Os que choram estão incluídos no mesmo quadro de referenciais e valores dos profetas. Estão entre as pessoas marcadas pelo batismo do Consolador. Só sente necessidade do Consolador quem realmente chora essa lágrima fertilizada por uma nova vida, por uma "sensibilidade mais profunda" - fôlego do infante que prazerosamente chora a alegria do pós-parto de ter nascido filho de Deus. Sem este fôlego, sopro de Deus, não há choro, não há sensibilidade e não havendo sensibilidade não tem como alguém se perceber feliz.
Os que choram são felizes porque têm, pelo Espírito, a sensibilidade de se colocar no lugar do outro, especialmente dos fracos, aflitos e necessitados. São felizes pela capacidade de amar livremente. E, claro, quem ama, sente pelo outro profunda compaixão. Os que choram alimentam-se das mesmas condições e sensibilidade dos profetas, que movidos pelo Espírito, tinham a felicidade de fertilizar com suas lágrimas os terrenos dos corações aonde semeavam a Palavra de Deus. Tinham sensibilidade e amor pela vida, indignavam-se com a injustiça, lamentavam a dor e o sofrimento impostos aos seres humanos fragilizados (Ne 1.1-3; Lm 1 e sg. ). A despeito de todas as maldades dos desumanos e contradições históricas percebidas pelos sensíveis, os que choram são felizes por serem portadores desta sensibilidade incomum.

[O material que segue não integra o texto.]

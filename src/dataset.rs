//! City dataset loader
//!
//! Reads the destination CSV once at startup. Expected header columns:
//! `City`, `Rating`, `About the city (long Description)`, `Best Time to visit`.
//! Any other columns are ignored.

use std::io::Read;
use std::path::Path;

use tracing::{debug, info, warn};

use crate::TravelRankError;
use crate::models::CityRecord;

const CITY_COLUMN: &str = "City";

/// Load every city from a CSV file, in file order
pub fn load_cities<P: AsRef<Path>>(path: P) -> Result<Vec<CityRecord>, TravelRankError> {
    let path = path.as_ref();
    let file = std::fs::File::open(path).map_err(|e| {
        TravelRankError::dataset(format!("Failed to open {}: {e}", path.display()))
    })?;

    let cities = load_cities_from_reader(file)?;
    info!("Loaded {} cities from {}", cities.len(), path.display());
    Ok(cities)
}

/// Load cities from any CSV source
pub fn load_cities_from_reader<R: Read>(reader: R) -> Result<Vec<CityRecord>, TravelRankError> {
    let mut reader = csv::ReaderBuilder::new()
        .has_headers(true)
        .flexible(true)
        .trim(csv::Trim::All)
        .from_reader(reader);

    let headers = reader
        .headers()
        .map_err(|e| TravelRankError::dataset(format!("Failed to read CSV header: {e}")))?
        .clone();
    if !headers.iter().any(|h| h == CITY_COLUMN) {
        return Err(TravelRankError::dataset(format!(
            "Missing required column: {CITY_COLUMN}"
        )));
    }

    let mut cities = Vec::new();
    for (row_idx, result) in reader.deserialize::<CityRecord>().enumerate() {
        // +2: 0-based index plus the header row
        let row_num = row_idx + 2;
        let mut record = result
            .map_err(|e| TravelRankError::dataset(format!("Invalid row {row_num}: {e}")))?;

        if record.city.is_empty() {
            warn!("Skipping row {} with an empty city name", row_num);
            continue;
        }
        record.rating = record.rating.filter(|rating| rating.is_finite());

        debug!("Row {}: {}", row_num, record.city);
        cities.push(record);
    }

    Ok(cities)
}

#[cfg(test)]
mod tests {
    use super::*;
    use std::io::Write;

    const HEADER: &str =
        "Unnamed: 0,City,Rating,Ideal duration,Best Time to visit,City_desc,About the city (long Description)";

    #[test]
    fn test_load_preserves_order_and_fields() {
        let csv = format!(
            "{HEADER}\n0,Manali,4.6,2-4 days,October to June,Hill town,\"Snow, valleys and cafes\"\n1,Goa,4.5,3-5 days,November to March,Beaches,Sun and sand\n"
        );
        let cities = load_cities_from_reader(csv.as_bytes()).unwrap();

        assert_eq!(cities.len(), 2);
        assert_eq!(cities[0].city, "Manali");
        assert_eq!(cities[0].rating, Some(4.6));
        assert_eq!(cities[0].best_time, "October to June");
        assert_eq!(cities[0].description, "Snow, valleys and cafes");
        assert_eq!(cities[1].city, "Goa");
    }

    #[test]
    fn test_missing_or_invalid_rating_is_none() {
        let csv = format!(
            "{HEADER}\n0,Leh,,,June to September,,Cold desert\n1,Ooty,N/A,,All year,,Hills\n2,Agra,NaN,,Winter,,Taj\n"
        );
        let cities = load_cities_from_reader(csv.as_bytes()).unwrap();
        assert!(cities.iter().all(|c| c.rating.is_none()));
    }

    #[test]
    fn test_only_city_column_required() {
        let cities = load_cities_from_reader("City\nShimla\n".as_bytes()).unwrap();
        assert_eq!(cities, vec![CityRecord::new("Shimla", None)]);
    }

    #[test]
    fn test_blank_city_rows_are_skipped() {
        let cities = load_cities_from_reader("City,Rating\n ,4.0\nPune,3.9\n".as_bytes()).unwrap();
        assert_eq!(cities.len(), 1);
        assert_eq!(cities[0].city, "Pune");
    }

    #[test]
    fn test_missing_city_column_fails() {
        let result = load_cities_from_reader("Town,Rating\nPune,3.9\n".as_bytes());
        assert!(matches!(result, Err(TravelRankError::Dataset { .. })));
    }

    #[test]
    fn test_load_from_file() {
        let mut file = tempfile::NamedTempFile::new().unwrap();
        writeln!(file, "City,Rating\nVaranasi,4.4").unwrap();

        let cities = load_cities(file.path()).unwrap();
        assert_eq!(cities[0].city, "Varanasi");
    }

    #[test]
    fn test_missing_file_fails() {
        let err = load_cities("/nonexistent/holidify.csv").unwrap_err();
        assert!(err.to_string().contains("Failed to open"));
    }
}
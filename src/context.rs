//! Process-wide, read-only application context
//!
//! Built once at startup from the configuration and shared by every request.

use std::sync::Arc;

use tracing::{info, warn};

use crate::config::TravelRankConfig;
use crate::dataset;
use crate::model_artifact::TravelModel;
use crate::models::CityRecord;

#[derive(Debug, Clone)]
pub struct AppContext {
    pub config: Arc<TravelRankConfig>,
    pub cities: Arc<Vec<CityRecord>>,
    pub model: Option<Arc<TravelModel>>,
}

impl AppContext {
    /// Load the dataset and optional model named by `config`.
    ///
    /// A dataset failure is fatal, a model failure only leaves the model unset.
    pub fn load(config: TravelRankConfig) -> crate::Result<Self> {
        let cities = dataset::load_cities(&config.dataset.path)?;
        if cities.is_empty() {
            warn!("Dataset {} contains no cities", config.dataset.path);
        }

        let model = TravelModel::load_optional(&config.dataset.model_path).map(Arc::new);

        info!(
            "Application context ready: {} cities, model {}",
            cities.len(),
            if model.is_some() { "loaded" } else { "absent" }
        );

        Ok(Self {
            config: Arc::new(config),
            cities: Arc::new(cities),
            model,
        })
    }

    /// Context over an in-memory dataset without a model
    #[must_use]
    pub fn from_parts(config: TravelRankConfig, cities: Vec<CityRecord>) -> Self {
        Self {
            config: Arc::new(config),
            cities: Arc::new(cities),
            model: None,
        }
    }

    #[must_use]
    pub fn with_model(mut self, model: Option<TravelModel>) -> Self {
        self.model = model.map(Arc::new);
        self
    }
}

#[cfg(test)]
mod tests {
    use super::*;
    use std::io::Write;

    #[test]
    fn test_load_with_dataset_and_missing_model() {
        let mut file = tempfile::NamedTempFile::new().unwrap();
        writeln!(file, "City,Rating\nUdaipur,4.5\nKochi,4.1").unwrap();

        let mut config = TravelRankConfig::default();
        config.dataset.path = file.path().to_string_lossy().into_owned();
        config.dataset.model_path = "/nonexistent/travel_model.pkl".to_string();

        let context = AppContext::load(config).unwrap();
        assert_eq!(context.cities.len(), 2);
        assert!(context.model.is_none());
    }

    #[test]
    fn test_missing_dataset_is_fatal() {
        let mut config = TravelRankConfig::default();
        config.dataset.path = "/nonexistent/holidify.csv".to_string();
        assert!(AppContext::load(config).is_err());
    }
}
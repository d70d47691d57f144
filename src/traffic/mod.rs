//! Traffic estimate
//!
//! Travel time from a fixed origin to each destination city, taken from the
//! Google Distance Matrix API with traffic-aware timing for "now". Lower
//! values mean less congestion.

use std::time::Duration;

use anyhow::Result;
use async_trait::async_trait;
use tracing::{debug, instrument, warn};

use crate::TravelRankError;
use crate::config::TrafficConfig;
use crate::models::Lookup;
use crate::upstream::UpstreamClient;

pub mod distance_matrix;

/// Source of travel durations per city
#[async_trait]
pub trait TrafficEstimator: Send + Sync {
    /// Travel time in seconds to `city`, or `Unavailable` on any failure
    async fn travel_time(&self, city: &str) -> Lookup<u64>;
}

/// Google Distance Matrix client
#[derive(Debug, Clone)]
pub struct DistanceMatrixClient {
    upstream: UpstreamClient,
    base_url: String,
    api_key: Option<String>,
    origin: String,
    country: String,
}

impl DistanceMatrixClient {
    pub fn new(config: &TrafficConfig) -> Result<Self> {
        if config.api_key.is_none() {
            warn!("No maps API key configured, every traffic lookup will be unavailable");
        }

        Ok(Self {
            upstream: UpstreamClient::new(
                "Google Distance Matrix",
                Duration::from_secs(config.timeout_seconds.into()),
            )?,
            base_url: config.base_url.trim_end_matches('/').to_string(),
            api_key: config.api_key.clone(),
            origin: config.origin.clone(),
            country: config.country.clone(),
        })
    }

    /// Destination string sent upstream, e.g. `Jaipur, India`
    fn destination(&self, city: &str) -> String {
        if self.country.is_empty() {
            city.to_string()
        } else {
            format!("{city}, {}", self.country)
        }
    }

    /// Fetch the travel time from the origin to `city`
    pub async fn fetch(&self, city: &str) -> Result<u64> {
        let api_key = self
            .api_key
            .as_deref()
            .ok_or_else(|| TravelRankError::config("Maps API key is not configured"))?;

        let url = format!("{}/distancematrix/json", self.base_url);
        let destination = self.destination(city);
        let response: distance_matrix::DistanceMatrixResponse = self
            .upstream
            .get_json(
                &url,
                &[
                    ("origins", self.origin.as_str()),
                    ("destinations", destination.as_str()),
                    ("key", api_key),
                    ("departure_time", "now"),
                ],
            )
            .await?;

        Ok(response.travel_seconds()?)
    }
}

#[async_trait]
impl TrafficEstimator for DistanceMatrixClient {
    #[instrument(skip(self))]
    async fn travel_time(&self, city: &str) -> Lookup<u64> {
        match self.fetch(city).await {
            Ok(seconds) => {
                debug!("Travel time from {} to {}: {}s", self.origin, city, seconds);
                Lookup::Available(seconds)
            }
            Err(e) => {
                warn!("Error fetching traffic data for {}: {:#}", city, e);
                Lookup::Unavailable
            }
        }
    }
}
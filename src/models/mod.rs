//! Data models for travelrank
//!
//! This module contains the core domain models organized by concern:
//! - City: one row of the static destination dataset
//! - Weather: current conditions returned by the weather lookup
//! - Lookup: explicit available/unavailable result of an upstream lookup
//! - Recommendation: a scored city, produced per request

pub mod city;
pub mod lookup;
pub mod recommendation;
pub mod weather;

// Re-export all public types for convenient access
pub use city::CityRecord;
pub use lookup::Lookup;
pub use recommendation::{Preferences, Recommendation};
pub use weather::WeatherSnapshot;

Estes que choram como virtude insólita, usufruem da habitação do Consolador e são indubitavelmente felizes. E quanto mais “pneumatizados” pelo Espírito, mais sensíveis se tornam. Essa "sensibilidade do Espírito", a priori a todas as manifestações emocionais; apenas por analogia, pode ser comparada a sensibilidade humana. Mas é de fato, o “gemido do Espírito...” (Ro 8.26-28), que assiste em nossas fraquezas. Assim, quem tem o Espírito, desfruta dessa virtude permanentemente consoladora - "sentimento" transcendente capaz de compungir ao amor, completar e ampliar toda a alegria, realização, bem-aventurança do discípulo de Jesus Cristo - Sensibilidade que permite-se batizar com as lágrimas da consolação.